[Try it]: In the entries below, find every line with "PathBuf" and copy it.

******************************

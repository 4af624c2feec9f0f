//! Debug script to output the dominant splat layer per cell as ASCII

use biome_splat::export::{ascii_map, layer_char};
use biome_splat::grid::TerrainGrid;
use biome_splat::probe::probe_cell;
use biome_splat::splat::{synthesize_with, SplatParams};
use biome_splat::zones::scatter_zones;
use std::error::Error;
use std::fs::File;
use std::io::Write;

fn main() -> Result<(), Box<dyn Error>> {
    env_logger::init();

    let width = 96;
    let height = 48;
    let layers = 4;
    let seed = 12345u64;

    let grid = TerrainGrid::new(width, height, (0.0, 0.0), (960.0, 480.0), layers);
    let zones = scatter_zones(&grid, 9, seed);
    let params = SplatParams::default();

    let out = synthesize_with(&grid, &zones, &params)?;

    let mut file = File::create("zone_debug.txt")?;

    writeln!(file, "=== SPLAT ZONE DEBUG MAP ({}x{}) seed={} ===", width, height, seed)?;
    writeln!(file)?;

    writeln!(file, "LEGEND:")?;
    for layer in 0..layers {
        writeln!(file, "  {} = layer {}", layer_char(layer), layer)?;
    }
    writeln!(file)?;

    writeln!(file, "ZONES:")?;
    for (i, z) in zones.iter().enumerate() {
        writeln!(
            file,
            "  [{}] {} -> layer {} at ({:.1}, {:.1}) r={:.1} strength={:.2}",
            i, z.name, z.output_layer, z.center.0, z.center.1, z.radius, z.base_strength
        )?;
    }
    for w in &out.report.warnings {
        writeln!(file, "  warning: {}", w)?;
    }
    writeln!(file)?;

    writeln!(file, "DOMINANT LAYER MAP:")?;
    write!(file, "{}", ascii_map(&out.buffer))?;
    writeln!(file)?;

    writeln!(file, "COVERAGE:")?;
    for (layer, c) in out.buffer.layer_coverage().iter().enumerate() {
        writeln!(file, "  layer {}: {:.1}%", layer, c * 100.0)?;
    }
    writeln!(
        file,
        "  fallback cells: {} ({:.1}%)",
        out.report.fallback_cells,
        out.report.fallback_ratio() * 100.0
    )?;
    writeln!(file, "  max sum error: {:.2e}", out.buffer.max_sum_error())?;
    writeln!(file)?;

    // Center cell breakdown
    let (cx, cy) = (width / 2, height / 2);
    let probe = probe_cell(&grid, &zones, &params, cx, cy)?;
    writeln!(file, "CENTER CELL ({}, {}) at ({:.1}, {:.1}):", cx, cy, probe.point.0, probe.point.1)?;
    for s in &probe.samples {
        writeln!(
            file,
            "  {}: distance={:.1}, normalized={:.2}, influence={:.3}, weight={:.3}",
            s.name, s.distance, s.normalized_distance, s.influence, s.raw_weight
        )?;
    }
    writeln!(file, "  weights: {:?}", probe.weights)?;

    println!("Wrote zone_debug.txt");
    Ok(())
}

******************************

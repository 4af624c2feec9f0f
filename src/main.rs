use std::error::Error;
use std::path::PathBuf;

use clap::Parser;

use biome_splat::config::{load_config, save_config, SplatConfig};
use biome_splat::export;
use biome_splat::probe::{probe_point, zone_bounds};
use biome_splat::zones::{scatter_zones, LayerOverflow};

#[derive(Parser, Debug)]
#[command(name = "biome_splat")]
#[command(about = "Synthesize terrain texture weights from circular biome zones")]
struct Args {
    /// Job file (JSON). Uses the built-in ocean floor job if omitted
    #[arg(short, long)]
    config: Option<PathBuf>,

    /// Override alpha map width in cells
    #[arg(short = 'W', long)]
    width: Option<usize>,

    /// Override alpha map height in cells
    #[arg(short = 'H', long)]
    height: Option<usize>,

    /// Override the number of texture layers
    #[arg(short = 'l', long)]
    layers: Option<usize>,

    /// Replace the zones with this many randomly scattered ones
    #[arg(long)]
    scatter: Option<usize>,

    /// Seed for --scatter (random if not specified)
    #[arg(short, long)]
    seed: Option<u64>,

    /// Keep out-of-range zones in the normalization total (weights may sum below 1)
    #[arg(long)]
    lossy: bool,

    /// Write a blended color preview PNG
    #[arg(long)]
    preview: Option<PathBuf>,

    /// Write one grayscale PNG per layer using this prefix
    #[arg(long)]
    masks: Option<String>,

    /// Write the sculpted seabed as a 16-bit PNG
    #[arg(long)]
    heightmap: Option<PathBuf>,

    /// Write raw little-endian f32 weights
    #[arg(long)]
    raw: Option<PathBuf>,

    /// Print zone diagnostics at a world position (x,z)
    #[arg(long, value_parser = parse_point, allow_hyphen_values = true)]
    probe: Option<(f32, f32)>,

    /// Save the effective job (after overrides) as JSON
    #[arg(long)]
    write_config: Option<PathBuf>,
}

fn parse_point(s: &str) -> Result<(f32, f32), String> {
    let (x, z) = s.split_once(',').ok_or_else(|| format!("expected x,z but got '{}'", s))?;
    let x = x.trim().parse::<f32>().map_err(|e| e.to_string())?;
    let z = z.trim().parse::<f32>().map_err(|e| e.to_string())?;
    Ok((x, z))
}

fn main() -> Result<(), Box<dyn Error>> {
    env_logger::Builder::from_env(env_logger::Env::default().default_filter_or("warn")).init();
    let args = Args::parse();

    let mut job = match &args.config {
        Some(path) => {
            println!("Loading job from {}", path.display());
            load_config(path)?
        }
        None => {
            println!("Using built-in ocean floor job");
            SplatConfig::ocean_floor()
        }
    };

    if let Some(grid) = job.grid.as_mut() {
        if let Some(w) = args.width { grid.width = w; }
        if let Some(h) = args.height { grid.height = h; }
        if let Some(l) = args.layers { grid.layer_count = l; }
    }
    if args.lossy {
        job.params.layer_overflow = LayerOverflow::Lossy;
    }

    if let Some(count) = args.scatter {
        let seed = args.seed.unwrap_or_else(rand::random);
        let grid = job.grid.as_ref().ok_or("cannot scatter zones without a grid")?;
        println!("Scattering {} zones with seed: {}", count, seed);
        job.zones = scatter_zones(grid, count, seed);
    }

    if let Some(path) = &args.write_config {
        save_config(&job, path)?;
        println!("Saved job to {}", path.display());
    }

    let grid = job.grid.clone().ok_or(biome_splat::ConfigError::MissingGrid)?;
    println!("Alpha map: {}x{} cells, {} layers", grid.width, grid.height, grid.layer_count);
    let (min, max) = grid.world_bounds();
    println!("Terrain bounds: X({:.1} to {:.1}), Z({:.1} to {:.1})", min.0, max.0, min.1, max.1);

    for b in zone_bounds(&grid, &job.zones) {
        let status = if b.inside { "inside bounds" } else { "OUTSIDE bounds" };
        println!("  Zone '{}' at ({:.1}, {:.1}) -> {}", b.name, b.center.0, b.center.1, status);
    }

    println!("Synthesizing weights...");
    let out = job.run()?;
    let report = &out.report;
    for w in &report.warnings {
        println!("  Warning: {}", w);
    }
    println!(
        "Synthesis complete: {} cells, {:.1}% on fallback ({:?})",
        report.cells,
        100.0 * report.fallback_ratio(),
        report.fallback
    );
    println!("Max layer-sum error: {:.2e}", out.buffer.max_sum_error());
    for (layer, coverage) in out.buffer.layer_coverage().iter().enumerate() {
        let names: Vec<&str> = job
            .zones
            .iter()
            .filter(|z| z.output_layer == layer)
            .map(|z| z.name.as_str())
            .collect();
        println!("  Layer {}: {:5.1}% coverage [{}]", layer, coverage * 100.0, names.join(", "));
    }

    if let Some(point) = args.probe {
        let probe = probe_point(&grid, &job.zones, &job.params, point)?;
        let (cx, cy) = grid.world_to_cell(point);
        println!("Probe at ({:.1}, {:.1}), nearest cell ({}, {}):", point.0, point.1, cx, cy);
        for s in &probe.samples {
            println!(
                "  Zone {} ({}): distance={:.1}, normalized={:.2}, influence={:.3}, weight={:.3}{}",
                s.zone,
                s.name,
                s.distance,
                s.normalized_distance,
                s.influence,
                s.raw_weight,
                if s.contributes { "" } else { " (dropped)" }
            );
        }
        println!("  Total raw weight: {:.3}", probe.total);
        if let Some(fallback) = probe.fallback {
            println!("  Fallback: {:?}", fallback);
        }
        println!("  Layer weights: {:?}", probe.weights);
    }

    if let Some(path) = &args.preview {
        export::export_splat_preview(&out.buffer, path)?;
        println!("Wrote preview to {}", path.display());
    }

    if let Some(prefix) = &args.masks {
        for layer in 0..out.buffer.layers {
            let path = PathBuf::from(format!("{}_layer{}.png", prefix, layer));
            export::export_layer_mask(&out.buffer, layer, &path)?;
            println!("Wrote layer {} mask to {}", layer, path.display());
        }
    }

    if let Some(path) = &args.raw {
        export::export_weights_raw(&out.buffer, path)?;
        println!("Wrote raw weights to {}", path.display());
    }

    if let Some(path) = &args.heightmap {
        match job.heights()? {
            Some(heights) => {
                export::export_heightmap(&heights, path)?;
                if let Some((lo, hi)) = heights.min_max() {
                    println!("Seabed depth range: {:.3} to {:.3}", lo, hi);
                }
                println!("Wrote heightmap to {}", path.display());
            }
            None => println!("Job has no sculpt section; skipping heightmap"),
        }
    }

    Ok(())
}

******************************

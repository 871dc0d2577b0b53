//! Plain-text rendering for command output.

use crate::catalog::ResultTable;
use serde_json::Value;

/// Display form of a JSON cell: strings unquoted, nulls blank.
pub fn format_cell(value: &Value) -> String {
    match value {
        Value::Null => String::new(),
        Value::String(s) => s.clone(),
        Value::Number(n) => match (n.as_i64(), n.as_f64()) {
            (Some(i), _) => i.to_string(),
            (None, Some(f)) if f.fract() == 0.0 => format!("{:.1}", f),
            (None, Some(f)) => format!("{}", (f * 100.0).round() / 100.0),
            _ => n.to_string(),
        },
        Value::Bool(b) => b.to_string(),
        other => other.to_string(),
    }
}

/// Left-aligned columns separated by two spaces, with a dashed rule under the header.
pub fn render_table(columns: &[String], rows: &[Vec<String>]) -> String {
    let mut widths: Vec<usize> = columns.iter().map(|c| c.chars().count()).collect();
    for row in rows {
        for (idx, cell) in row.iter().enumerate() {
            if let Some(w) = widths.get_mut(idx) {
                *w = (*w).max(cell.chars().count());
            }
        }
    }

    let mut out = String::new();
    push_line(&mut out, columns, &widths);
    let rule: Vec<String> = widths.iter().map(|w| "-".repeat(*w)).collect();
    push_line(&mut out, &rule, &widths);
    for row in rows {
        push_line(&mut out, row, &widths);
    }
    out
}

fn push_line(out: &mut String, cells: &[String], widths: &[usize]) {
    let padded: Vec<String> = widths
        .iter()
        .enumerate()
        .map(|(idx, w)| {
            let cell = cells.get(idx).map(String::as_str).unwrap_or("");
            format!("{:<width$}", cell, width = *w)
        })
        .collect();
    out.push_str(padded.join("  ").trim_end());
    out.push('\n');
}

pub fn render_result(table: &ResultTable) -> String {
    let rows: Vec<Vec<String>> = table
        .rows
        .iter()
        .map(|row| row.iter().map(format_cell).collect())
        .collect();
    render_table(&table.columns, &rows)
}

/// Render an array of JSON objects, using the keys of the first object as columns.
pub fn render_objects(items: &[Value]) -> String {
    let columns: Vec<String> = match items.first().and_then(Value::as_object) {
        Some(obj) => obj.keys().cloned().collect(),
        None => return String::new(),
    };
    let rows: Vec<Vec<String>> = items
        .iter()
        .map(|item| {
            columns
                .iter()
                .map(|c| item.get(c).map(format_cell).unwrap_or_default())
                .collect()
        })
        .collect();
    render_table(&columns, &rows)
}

******************************

[Result for this task]:
use std::path::PathBuf;
    config: Option<PathBuf>,
    preview: Option<PathBuf>,
    heightmap: Option<PathBuf>,
    raw: Option<PathBuf>,
    write_config: Option<PathBuf>,
            let path = PathBuf::from(format!("{}_layer{}.png", prefix, layer));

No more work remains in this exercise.